Hi,
We are running FDB 6.2 in an operand namespace and the fdb operator in another operator namespace. Now, we would like to update our operator to a newer version by installing the new operator in another namespace and switch the operand from the old operator to the new one. But we are creating a new cert in both new operator namespace and operand namespace and as soon as we updated the CR, the operator created multiple additional pods and loss contact with the old pods and get stuck in a loop. Is there a proper way to do this?
Hi,
We are running FDB 6.2 in an operand namespace and the fdb operator in another operator namespace. Now, we would like to update our operator to a newer version by installing the new operator in another namespace and switch the operand from the old operator to the new one.
This should be fairly straightforward. I would perform the following steps:
- Remove the old operator deployment in the old namespace (or scale it down to 0)
- Create the new operator deployment in the new namespace
That will make sure that there is no conflict between two operator instances running in parallel.
But we are creating a new cert in both new operator namespace and operand namespace and as soon as we updated the CR, the operator created multiple additional pods and loss contact with the old pods and get stuck in a loop. Is there a proper way to do this?

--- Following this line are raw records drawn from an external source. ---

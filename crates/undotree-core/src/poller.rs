//! Periodic pull driver for every tracked file.

use crate::error::SyncError;
use crate::sync::PullOutcome;
use crate::tracker::FileTracker;
use futures::future::join_all;
use std::time::Duration;
use tokio::sync::watch;
use tokio::task::JoinHandle;
use tokio::time::{interval, MissedTickBehavior};
use tracing::{debug, info, warn};

pub struct Poller {
    tracker: FileTracker,
    interval: Duration,
}

impl Poller {
    pub fn new(tracker: FileTracker, interval: Duration) -> Self {
        Self { tracker, interval }
    }

    /// Pull every file tracked at the start of the tick.
    ///
    /// Files are polled concurrently and a failure on one never stops the
    /// others. Files closed mid-tick are skipped quietly.
    pub async fn tick(&self) -> Vec<(String, Result<PullOutcome, SyncError>)> {
        let files = self.tracker.tracked_files();
        let pulls = files.iter().map(|file_id| self.tracker.pull(file_id));
        let results = join_all(pulls).await;

        let mut report = Vec::with_capacity(files.len());
        for (file_id, result) in files.into_iter().zip(results) {
            match &result {
                Ok(outcome) if !outcome.applied.is_empty() || !outcome.skipped.is_empty() => {
                    debug!(
                        "[Poller] {}: {} applied, {} skipped",
                        file_id,
                        outcome.applied.len(),
                        outcome.skipped.len()
                    );
                }
                Ok(_) => {}
                Err(SyncError::NotTracked(_)) => {
                    debug!("[Poller] {} closed during tick", file_id);
                }
                Err(e) => warn!("[Poller] Error pulling {}: {}", file_id, e),
            }
            report.push((file_id, result));
        }
        report
    }

    /// Run [`Poller::tick`] on a fixed interval until the handle is shut down.
    pub fn spawn(self) -> PollerHandle {
        let (shutdown_tx, mut shutdown_rx) = watch::channel(false);
        let task = tokio::spawn(async move {
            let mut ticker = interval(self.interval);
            ticker.set_missed_tick_behavior(MissedTickBehavior::Delay);
            info!("[Poller] Polling every {:?}", self.interval);

            loop {
                tokio::select! {
                    _ = ticker.tick() => {
                        self.tick().await;
                    }
                    _ = shutdown_rx.changed() => break,
                }
            }
            info!("[Poller] Stopped");
        });

        PollerHandle {
            shutdown: shutdown_tx,
            task,
        }
    }
}

pub struct PollerHandle {
    shutdown: watch::Sender<bool>,
    task: JoinHandle<()>,
}

impl PollerHandle {
    /// Stop polling and wait for an in-progress tick to finish.
    pub async fn shutdown(self) {
        let _ = self.shutdown.send(true);
        if let Err(e) = self.task.await {
            warn!("[Poller] Task ended abnormally: {}", e);
        }
    }
}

For the certificate, I need some more information, e.g. is this still the same root CA? If you’re using peer verification rules (https://github.com/FoundationDB/fdb-kubernetes-operator/blob/main/docs/manual/tls.md#peer-verification-rules) make sure they include the newly generated certificate.
What do you mean by as we updated the CR? Can you share some more details about what versions you are updating to? How does a FoundationDBCluster configuration looks like? Without this information it will be hard to help you.
it has the same root but newly generated tls.ca and tls.key. So, the cert is different. Also volumeMount name for the cert is changed and the secret name is changed as well. This seems to trigger a creation of duplicate of pods.
it has the same root but newly generated tls.ca and tls.key. So, the cert is different. Also volumeMount name for the cert is changed and the secret name is changed as well. This seems to trigger a creation of duplicate of pods.
Maybe I misunderstood your post. I thought you only want to move the FoundationDB operator to another namespace? How is this affecting the FDB cluster deployment?
With the new cert (change of cert name and content and volumeMount name), it seems it will create some duplicate pods for log and controller, storage pods remain the same count. Although once the operator connect to the FDB cluster, the duplicated pods will be terminated and the FDB cluster will be back to normal counts, the starting of new pods might be a resource issues due it will take up resources first before they got terminated.